Dataset entries:
####################

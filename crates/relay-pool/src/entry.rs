use std::time::{Duration, Instant};

use relay_config::KeyConfig;
use relay_core::mask_secret;
use secrecy::{ExposeSecret, SecretString};

use crate::headers::AxisSnapshot;

/// Length of the sliding accounting window
pub(crate) const WINDOW: Duration = Duration::from_secs(60);

/// Pool-local credential identifier
///
/// An index into the owning pool; meaningless across pools.
#[derive(Debug, Clone, Copy, PartialEq, Eq)]
pub struct KeyId(pub(crate) usize);

/// Usage counters for the current minute window
#[derive(Debug)]
pub(crate) struct MinuteWindow {
    pub anchor: Instant,
    pub requests: u64,
    pub input_tokens: u64,
    pub output_tokens: u64,
}

impl MinuteWindow {
    fn new(now: Instant) -> Self {
        Self {
            anchor: now,
            requests: 0,
            input_tokens: 0,
            output_tokens: 0,
        }
    }
}

/// Limits learned from `anthropic-ratelimit-*` response headers
///
/// Once observed, a learned axis overrides the configured budget for
/// that dimension until its reset instant passes.
#[derive(Debug, Default)]
pub(crate) struct LearnedLimits {
    pub requests: Option<LearnedAxis>,
    pub input_tokens: Option<LearnedAxis>,
    pub output_tokens: Option<LearnedAxis>,
}

#[derive(Debug, Clone, Copy)]
pub(crate) struct LearnedAxis {
    pub limit: u64,
    pub remaining: u64,
    pub reset_at: Instant,
}

impl LearnedAxis {
    /// Remaining budget, treating a passed reset as a full refill
    fn remaining_at(&self, now: Instant) -> u64 {
        if now >= self.reset_at { self.limit } else { self.remaining }
    }
}

/// One credential and its accounting state
///
/// Owned by the pool; mutated only under the pool's lock.
pub(crate) struct KeyEntry {
    secret: SecretString,
    label: String,
    rpm_limit: Option<u32>,
    itpm_limit: Option<u32>,
    otpm_limit: Option<u32>,
    pub priority: i32,
    pub weight: u32,
    pub window: MinuteWindow,
    pub learned: LearnedLimits,
    pub exhausted_until: Option<Instant>,
}

impl KeyEntry {
    pub fn from_config(config: &KeyConfig, now: Instant) -> Self {
        let secret = config.key.clone();
        let label = mask_secret(secret.expose_secret());
        Self {
            secret,
            label,
            rpm_limit: config.rpm_limit,
            itpm_limit: config.itpm_limit,
            otpm_limit: config.otpm_limit,
            priority: config.priority,
            weight: config.weight.max(1),
            window: MinuteWindow::new(now),
            learned: LearnedLimits::default(),
            exhausted_until: None,
        }
    }

    /// An unlimited credential, used for the single-`api_key` fallback
    /// and for providers that authenticate out of band
    pub fn unlimited(secret: SecretString, now: Instant) -> Self {
        let label = mask_secret(secret.expose_secret());
        Self {
            secret,
            label,
            rpm_limit: None,
            itpm_limit: None,
            otpm_limit: None,
            priority: 0,
            weight: 1,
            window: MinuteWindow::new(now),
            learned: LearnedLimits::default(),
            exhausted_until: None,
        }
    }

    pub fn secret(&self) -> SecretString {
        self.secret.clone()
    }

    pub fn label(&self) -> &str {
        &self.label
    }

    /// Roll the minute window if it has elapsed
    pub fn roll_window(&mut self, now: Instant) {
        if now.duration_since(self.window.anchor) >= WINDOW {
            self.window = MinuteWindow::new(now);
        }
    }

    /// Remaining capacity: the minimum across RPM, ITPM, and OTPM
    ///
    /// Learned limits override configured budgets per axis. A credential
    /// with no limits at all reports `u64::MAX`.
    pub fn remaining(&self, now: Instant) -> u64 {
        let requests = axis_remaining(
            self.learned.requests.as_ref(),
            self.rpm_limit,
            self.window.requests,
            now,
        );
        let input = axis_remaining(
            self.learned.input_tokens.as_ref(),
            self.itpm_limit,
            self.window.input_tokens,
            now,
        );
        let output = axis_remaining(
            self.learned.output_tokens.as_ref(),
            self.otpm_limit,
            self.window.output_tokens,
            now,
        );
        requests.min(input).min(output)
    }

    /// Whether this credential is currently unusable
    pub fn is_exhausted(&self, now: Instant) -> bool {
        if self.exhausted_until.is_some_and(|until| until > now) {
            return true;
        }
        self.remaining(now) == 0
    }

    /// Earliest instant at which this credential could be usable again
    pub fn earliest_reset(&self, now: Instant) -> Instant {
        let mut candidates: Vec<Instant> = Vec::new();

        if let Some(until) = self.exhausted_until
            && until > now
        {
            candidates.push(until);
        }

        for axis in [
            self.learned.requests.as_ref(),
            self.learned.input_tokens.as_ref(),
            self.learned.output_tokens.as_ref(),
        ]
        .into_iter()
        .flatten()
        {
            if axis.remaining_at(now) == 0 {
                candidates.push(axis.reset_at);
            }
        }

        if self.remaining(now) == 0 {
            candidates.push(self.window.anchor + WINDOW);
        }

        candidates.into_iter().min().unwrap_or(now + WINDOW)
    }

    /// Apply an authoritative header snapshot for one axis
    pub fn learn(&mut self, axis: Axis, snapshot: AxisSnapshot, now: Instant) {
        let learned = LearnedAxis {
            limit: snapshot.limit,
            remaining: snapshot.remaining,
            reset_at: snapshot
                .reset_in
                .map_or(now + WINDOW, |reset_in| now + reset_in),
        };
        match axis {
            Axis::Requests => self.learned.requests = Some(learned),
            Axis::InputTokens => self.learned.input_tokens = Some(learned),
            Axis::OutputTokens => self.learned.output_tokens = Some(learned),
        }
    }

    /// Decrement a learned axis after local usage, keeping it roughly
    /// in sync between authoritative updates
    pub fn consume_learned(&mut self, axis: Axis, amount: u64) {
        let slot = match axis {
            Axis::Requests => &mut self.learned.requests,
            Axis::InputTokens => &mut self.learned.input_tokens,
            Axis::OutputTokens => &mut self.learned.output_tokens,
        };
        if let Some(learned) = slot {
            learned.remaining = learned.remaining.saturating_sub(amount);
        }
    }
}

/// Rate limit dimensions tracked per credential
#[derive(Debug, Clone, Copy)]
pub(crate) enum Axis {
    Requests,
    InputTokens,
    OutputTokens,
}

fn axis_remaining(
    learned: Option<&LearnedAxis>,
    configured: Option<u32>,
    used: u64,
    now: Instant,
) -> u64 {
    if let Some(learned) = learned {
        return learned.remaining_at(now);
    }
    match configured {
        Some(limit) => u64::from(limit).saturating_sub(used),
        None => u64::MAX,
    }
}

#[cfg(test)]
mod tests {
    use super::*;

    fn entry(rpm: Option<u32>) -> KeyEntry {
        let config = KeyConfig {
            key: SecretString::from("sk-test-1234"),
            rpm_limit: rpm,
            itpm_limit: None,
            otpm_limit: None,
            priority: 0,
            weight: 1,
        };
        KeyEntry::from_config(&config, Instant::now())
    }

    #[test]
    fn unlimited_entry_never_exhausts() {
        let mut e = entry(None);
        let now = Instant::now();
        e.window.requests = 1_000_000;
        assert_eq!(e.remaining(now), u64::MAX);
        assert!(!e.is_exhausted(now));
    }

    #[test]
    fn configured_rpm_counts_down() {
        let mut e = entry(Some(2));
        let now = Instant::now();
        assert_eq!(e.remaining(now), 2);
        e.window.requests = 2;
        assert_eq!(e.remaining(now), 0);
        assert!(e.is_exhausted(now));
    }

    #[test]
    fn window_rolls_after_a_minute() {
        let mut e = entry(Some(1));
        e.window.requests = 1;
        let later = e.window.anchor + WINDOW + Duration::from_millis(1);
        e.roll_window(later);
        assert_eq!(e.window.requests, 0);
        assert!(!e.is_exhausted(later));
    }

    #[test]
    fn learned_limit_overrides_configured() {
        let mut e = entry(Some(100));
        let now = Instant::now();
        e.learn(
            Axis::Requests,
            AxisSnapshot {
                limit: 50,
                remaining: 3,
                reset_in: Some(Duration::from_secs(30)),
            },
            now,
        );
        assert_eq!(e.remaining(now), 3);
    }

    #[test]
    fn learned_axis_refills_after_reset() {
        let mut e = entry(None);
        let now = Instant::now();
        e.learn(
            Axis::Requests,
            AxisSnapshot {
                limit: 50,
                remaining: 0,
                reset_in: Some(Duration::from_millis(10)),
            },
            now,
        );
        assert!(e.is_exhausted(now));
        let after_reset = now + Duration::from_millis(20);
        assert_eq!(e.remaining(after_reset), 50);
    }

    #[test]
    fn exhausted_until_dominates_capacity() {
        let mut e = entry(None);
        let now = Instant::now();
        e.exhausted_until = Some(now + Duration::from_secs(30));
        assert!(e.is_exhausted(now));
        assert_eq!(e.earliest_reset(now), now + Duration::from_secs(30));
    }
}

####################

## WORK INSTRUCTIONS
Scan each line above for the string "MinuteWindow". Give the tally and nothing else.

## EXERCISE ANSWER
6